EXERCISE MATERIAL ::
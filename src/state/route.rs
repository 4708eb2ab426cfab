use serde::Deserialize;

use super::AppState;
use crate::error::{GameError, GameResult};
use crate::geo::validate_coordinates;
use crate::types::*;

fn default_true() -> bool {
    true
}

/// Fields an admin supplies when authoring a route
#[derive(Debug, Clone, Deserialize)]
pub struct RouteInput {
    pub name: String,
    #[serde(default)]
    pub description: String,
    pub city: String,
    #[serde(default)]
    pub theme: String,
    pub duration_minutes: u32,
    #[serde(default)]
    pub difficulty: Difficulty,
    #[serde(default = "default_true")]
    pub is_active: bool,
}

/// Fields for a new checkpoint; `order_index` defaults to the end of the route
#[derive(Debug, Clone, Deserialize)]
pub struct CheckpointInput {
    pub name: String,
    #[serde(default)]
    pub description: String,
    pub latitude: f64,
    pub longitude: f64,
    #[serde(default)]
    pub order_index: Option<u32>,
    pub points: u32,
    pub challenge: Challenge,
}

fn validate_challenge(challenge: &Challenge) -> GameResult<()> {
    match challenge {
        Challenge::Trivia {
            question, answer, ..
        }
        | Challenge::WordPuzzle {
            question, answer, ..
        } => {
            if question.trim().is_empty() {
                return Err(GameError::InvalidInput("Question is required".to_string()));
            }
            if answer.trim().is_empty() {
                return Err(GameError::InvalidInput("Answer is required".to_string()));
            }
        }
        Challenge::PhotoProof { photo_prompt, .. } => {
            if photo_prompt.trim().is_empty() {
                return Err(GameError::InvalidInput(
                    "Photo prompt is required".to_string(),
                ));
            }
        }
    }
    Ok(())
}

/// Newest first, ties broken by id (ULIDs sort by creation)
fn sort_newest_first(routes: &mut [Route]) {
    routes.sort_by(|a, b| {
        b.created_at
            .cmp(&a.created_at)
            .then_with(|| b.id.cmp(&a.id))
    });
}

impl AppState {
    pub async fn create_route(&self, input: RouteInput, created_by: &str) -> GameResult<Route> {
        if input.name.trim().is_empty() {
            return Err(GameError::InvalidInput("Route name is required".to_string()));
        }
        if input.city.trim().is_empty() {
            return Err(GameError::InvalidInput("City is required".to_string()));
        }
        if input.duration_minutes == 0 {
            return Err(GameError::InvalidInput(
                "Duration must be greater than zero".to_string(),
            ));
        }

        let route = Route {
            id: ulid::Ulid::new().to_string(),
            name: input.name.trim().to_string(),
            description: input.description,
            city: input.city.trim().to_string(),
            theme: input.theme,
            duration_minutes: input.duration_minutes,
            difficulty: input.difficulty,
            created_by: created_by.to_string(),
            created_at: chrono::Utc::now().to_rfc3339(),
            is_active: input.is_active,
            checkpoints: Vec::new(),
        };

        self.routes
            .write()
            .await
            .insert(route.id.clone(), route.clone());

        tracing::info!("Created route '{}' ({}) in {}", route.name, route.id, route.city);
        Ok(route)
    }

    /// Route with its checkpoints in play order
    pub async fn get_route(&self, id: &str) -> GameResult<Route> {
        let mut route = self
            .routes
            .read()
            .await
            .get(id)
            .cloned()
            .ok_or(GameError::RouteNotFound)?;
        route.checkpoints = self.get_checkpoints_by_route(id).await;
        Ok(route)
    }

    pub async fn get_routes_by_user(&self, user_id: &str) -> Vec<Route> {
        let ids: Vec<RouteId> = self
            .routes
            .read()
            .await
            .values()
            .filter(|r| r.created_by == user_id)
            .map(|r| r.id.clone())
            .collect();
        self.hydrate_routes(ids).await
    }

    /// Active routes only
    pub async fn get_all_routes(&self) -> Vec<Route> {
        let ids: Vec<RouteId> = self
            .routes
            .read()
            .await
            .values()
            .filter(|r| r.is_active)
            .map(|r| r.id.clone())
            .collect();
        self.hydrate_routes(ids).await
    }

    async fn hydrate_routes(&self, ids: Vec<RouteId>) -> Vec<Route> {
        let mut routes = Vec::with_capacity(ids.len());
        for id in ids {
            if let Ok(route) = self.get_route(&id).await {
                routes.push(route);
            }
        }
        sort_newest_first(&mut routes);
        routes
    }

    pub async fn set_route_active(&self, id: &str, is_active: bool) -> GameResult<Route> {
        {
            let mut routes = self.routes.write().await;
            let route = routes.get_mut(id).ok_or(GameError::RouteNotFound)?;
            route.is_active = is_active;
            tracing::info!("Route {} is_active = {}", id, is_active);
        }
        self.get_route(id).await
    }

    pub async fn create_checkpoint(
        &self,
        route_id: &str,
        input: CheckpointInput,
    ) -> GameResult<Checkpoint> {
        if !self.routes.read().await.contains_key(route_id) {
            return Err(GameError::RouteNotFound);
        }
        if input.name.trim().is_empty() {
            return Err(GameError::InvalidInput(
                "Checkpoint name is required".to_string(),
            ));
        }
        validate_coordinates(input.latitude, input.longitude)?;
        if input.points == 0 {
            return Err(GameError::InvalidInput(
                "Points must be greater than zero".to_string(),
            ));
        }
        validate_challenge(&input.challenge)?;

        let mut checkpoints = self.checkpoints.write().await;
        let order_index = match input.order_index {
            Some(index) => index,
            None => checkpoints
                .values()
                .filter(|c| c.route_id == route_id)
                .map(|c| c.order_index.saturating_add(1))
                .max()
                .unwrap_or(0),
        };

        let checkpoint = Checkpoint {
            id: ulid::Ulid::new().to_string(),
            route_id: route_id.to_string(),
            name: input.name.trim().to_string(),
            description: input.description,
            latitude: input.latitude,
            longitude: input.longitude,
            order_index,
            points: input.points,
            challenge: input.challenge,
        };
        checkpoints.insert(checkpoint.id.clone(), checkpoint.clone());

        tracing::info!(
            "Added checkpoint '{}' #{} to route {}",
            checkpoint.name,
            order_index,
            route_id
        );
        Ok(checkpoint)
    }

    /// Checkpoints of a route sorted by `order_index`
    pub async fn get_checkpoints_by_route(&self, route_id: &str) -> Vec<Checkpoint> {
        let mut checkpoints: Vec<Checkpoint> = self
            .checkpoints
            .read()
            .await
            .values()
            .filter(|c| c.route_id == route_id)
            .cloned()
            .collect();
        checkpoints.sort_by(|a, b| {
            a.order_index
                .cmp(&b.order_index)
                .then_with(|| a.id.cmp(&b.id))
        });
        checkpoints
    }

    pub async fn get_checkpoint(&self, id: &str) -> GameResult<Checkpoint> {
        self.checkpoints
            .read()
            .await
            .get(id)
            .cloned()
            .ok_or(GameError::CheckpointNotFound)
    }
}
//! State export/import for backup and restart survival.
//!
//! A snapshot holds every stored collection. It is served over the admin API
//! and, when a data file is configured, written on shutdown and read back at
//! startup.

use super::AppState;
use crate::error::{GameError, GameResult};
use crate::types::*;
use serde::{Deserialize, Serialize};
use std::collections::HashMap;
use std::path::Path;

/// Schema version for export format compatibility
pub const EXPORT_SCHEMA_VERSION: u32 = 1;

/// A serializable snapshot of the game store.
///
/// Excludes runtime-only components:
/// - Broadcast channels and the recent event ring
/// - Player positions (re-reported by clients)
/// - LlmManager (reconstructed from config)
#[derive(Debug, Clone, Serialize, Deserialize)]
pub struct StateExport {
    pub schema_version: u32,
    /// Export timestamp (RFC 3339)
    pub exported_at: String,
    pub users: HashMap<UserId, User>,
    pub routes: HashMap<RouteId, Route>,
    pub checkpoints: HashMap<CheckpointId, Checkpoint>,
    pub rooms: HashMap<RoomId, Room>,
    pub submissions: HashMap<SubmissionId, Submission>,
    /// Token digest -> user
    #[serde(default)]
    pub sessions: HashMap<String, UserId>,
}

impl StateExport {
    /// Validate the export before import
    pub fn validate(&self) -> Result<(), String> {
        if self.schema_version > EXPORT_SCHEMA_VERSION {
            return Err(format!(
                "Export schema version {} is newer than supported version {}. \
                 Please update the server.",
                self.schema_version, EXPORT_SCHEMA_VERSION
            ));
        }

        for (id, cp) in &self.checkpoints {
            if !self.routes.contains_key(&cp.route_id) {
                return Err(format!(
                    "Checkpoint '{}' references route '{}' which doesn't exist",
                    id, cp.route_id
                ));
            }
        }

        for (id, room) in &self.rooms {
            if !self.routes.contains_key(&room.route_id) {
                return Err(format!(
                    "Room '{}' references route '{}' which doesn't exist",
                    id, room.route_id
                ));
            }
            if let Some(player) = room.players.iter().find(|p| !self.users.contains_key(*p)) {
                return Err(format!(
                    "Room '{}' references player '{}' which doesn't exist",
                    id, player
                ));
            }
        }

        for (id, sub) in &self.submissions {
            if !self.rooms.contains_key(&sub.room_id) {
                return Err(format!(
                    "Submission '{}' references room '{}' which doesn't exist",
                    id, sub.room_id
                ));
            }
            if !self.checkpoints.contains_key(&sub.checkpoint_id) {
                return Err(format!(
                    "Submission '{}' references checkpoint '{}' which doesn't exist",
                    id, sub.checkpoint_id
                ));
            }
        }

        for user_id in self.sessions.values() {
            if !self.users.contains_key(user_id) {
                return Err(format!("Session references unknown user '{}'", user_id));
            }
        }

        Ok(())
    }
}

impl AppState {
    pub async fn export_state(&self) -> StateExport {
        let mut routes = self.routes.read().await.clone();
        // Checkpoints live in their own collection
        for route in routes.values_mut() {
            route.checkpoints.clear();
        }

        StateExport {
            schema_version: EXPORT_SCHEMA_VERSION,
            exported_at: chrono::Utc::now().to_rfc3339(),
            users: self.users.read().await.clone(),
            routes,
            checkpoints: self.checkpoints.read().await.clone(),
            rooms: self.rooms.read().await.clone(),
            submissions: self.submissions.read().await.clone(),
            sessions: self.sessions.read().await.clone(),
        }
    }

    /// Replace the whole store with a validated snapshot
    pub async fn import_state(&self, export: StateExport) -> GameResult<()> {
        export.validate().map_err(GameError::Snapshot)?;

        let counts = (
            export.users.len(),
            export.routes.len(),
            export.rooms.len(),
            export.submissions.len(),
        );

        *self.users.write().await = export.users;
        *self.routes.write().await = export.routes;
        *self.checkpoints.write().await = export.checkpoints;
        *self.rooms.write().await = export.rooms;
        *self.submissions.write().await = export.submissions;
        *self.sessions.write().await = export.sessions;
        self.positions.write().await.clear();
        self.recent_events.write().await.clear();

        tracing::info!(
            "Imported state: {} users, {} routes, {} rooms, {} submissions",
            counts.0,
            counts.1,
            counts.2,
            counts.3
        );
        Ok(())
    }

    pub async fn save_to_file(&self, path: &Path) -> GameResult<()> {
        let export = self.export_state().await;
        let json = serde_json::to_vec_pretty(&export)
            .map_err(|e| GameError::Snapshot(e.to_string()))?;
        tokio::fs::write(path, json)
            .await
            .map_err(|e| GameError::Snapshot(format!("{}: {}", path.display(), e)))?;
        tracing::info!("Saved state snapshot to {}", path.display());
        Ok(())
    }

    /// Restore from a snapshot file. A missing file is not an error.
    pub async fn load_from_file(&self, path: &Path) -> GameResult<bool> {
        let bytes = match tokio::fs::read(path).await {
            Ok(bytes) => bytes,
            Err(e) if e.kind() == std::io::ErrorKind::NotFound => return Ok(false),
            Err(e) => return Err(GameError::Snapshot(format!("{}: {}", path.display(), e))),
        };
        let export: StateExport =
            serde_json::from_slice(&bytes).map_err(|e| GameError::Snapshot(e.to_string()))?;
        self.import_state(export).await?;
        Ok(true)
    }
}

#[cfg(test)]
mod tests {
    use super::*;
    use crate::state::test_support::*;

    fn empty_export() -> StateExport {
        StateExport {
            schema_version: EXPORT_SCHEMA_VERSION,
            exported_at: chrono::Utc::now().to_rfc3339(),
            users: HashMap::new(),
            routes: HashMap::new(),
            checkpoints: HashMap::new(),
            rooms: HashMap::new(),
            submissions: HashMap::new(),
            sessions: HashMap::new(),
        }
    }

    #[test]
    fn test_validation_future_schema() {
        let mut export = empty_export();
        export.schema_version = EXPORT_SCHEMA_VERSION + 1;

        let result = export.validate();
        assert!(result.unwrap_err().contains("newer than supported"));
    }

    #[tokio::test]
    async fn test_validation_dangling_route() {
        let state = AppState::new();
        let alice = player(&state, "Alice").await;
        let (room, _) = active_room(&state, &[&alice]).await;

        let mut export = state.export_state().await;
        export.routes.clear();

        let err = export.validate().unwrap_err();
        assert!(err.contains("which doesn't exist"), "got {}", err);

        let mut export = state.export_state().await;
        export.rooms.get_mut(&room.id).unwrap().players.push("ghost".to_string());
        assert!(export.validate().unwrap_err().contains("player 'ghost'"));
    }

    #[tokio::test]
    async fn test_export_import_roundtrip() {
        let state = AppState::new();
        let alice = player(&state, "Alice").await;
        let (room, route) = active_room(&state, &[&alice]).await;
        state
            .submit_answer(&room.id, &alice.id, answer(&route.checkpoints[0].id, "one"))
            .await
            .unwrap();
        let session = state.sign_in("alice@example.com").await.unwrap();

        let export = state.export_state().await;
        assert!(export.routes.values().all(|r| r.checkpoints.is_empty()));
        let json = serde_json::to_string(&export).unwrap();

        let restored = AppState::new();
        restored
            .import_state(serde_json::from_str(&json).unwrap())
            .await
            .unwrap();

        assert_eq!(restored.get_route(&route.id).await.unwrap().checkpoints.len(), 2);
        assert_eq!(restored.get_room(&room.id).await.unwrap().code, room.code);
        assert_eq!(restored.get_submissions_by_room(&room.id).await.len(), 1);
        assert!(restored.user_for_token(&session.token).await.is_some());
    }

    #[tokio::test]
    async fn test_invalid_import_leaves_state_alone() {
        let state = AppState::new();
        let alice = player(&state, "Alice").await;

        let mut export = empty_export();
        export.sessions.insert("digest".to_string(), "ghost".to_string());

        assert!(matches!(
            state.import_state(export).await,
            Err(GameError::Snapshot(_))
        ));
        assert!(state.get_user(&alice.id).await.is_some());
    }

    #[tokio::test]
    async fn test_save_and_load_file() {
        let dir = tempfile::tempdir().unwrap();
        let path = dir.path().join("state.json");

        let state = AppState::new();
        let alice = player(&state, "Alice").await;
        state.save_to_file(&path).await.unwrap();

        let restored = AppState::new();
        assert!(restored.load_from_file(&path).await.unwrap());
        assert_eq!(restored.get_user(&alice.id).await.unwrap().username, "Alice");

        let missing = dir.path().join("missing.json");
        assert!(!restored.load_from_file(&missing).await.unwrap());

        tokio::fs::write(&path, b"not json").await.unwrap();
        assert!(restored.load_from_file(&path).await.is_err());
    }
}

YOUR GOAL ::
Across the entries above, how many lines include "supported"? State only that number.

EXPECTED ANSWER ::
2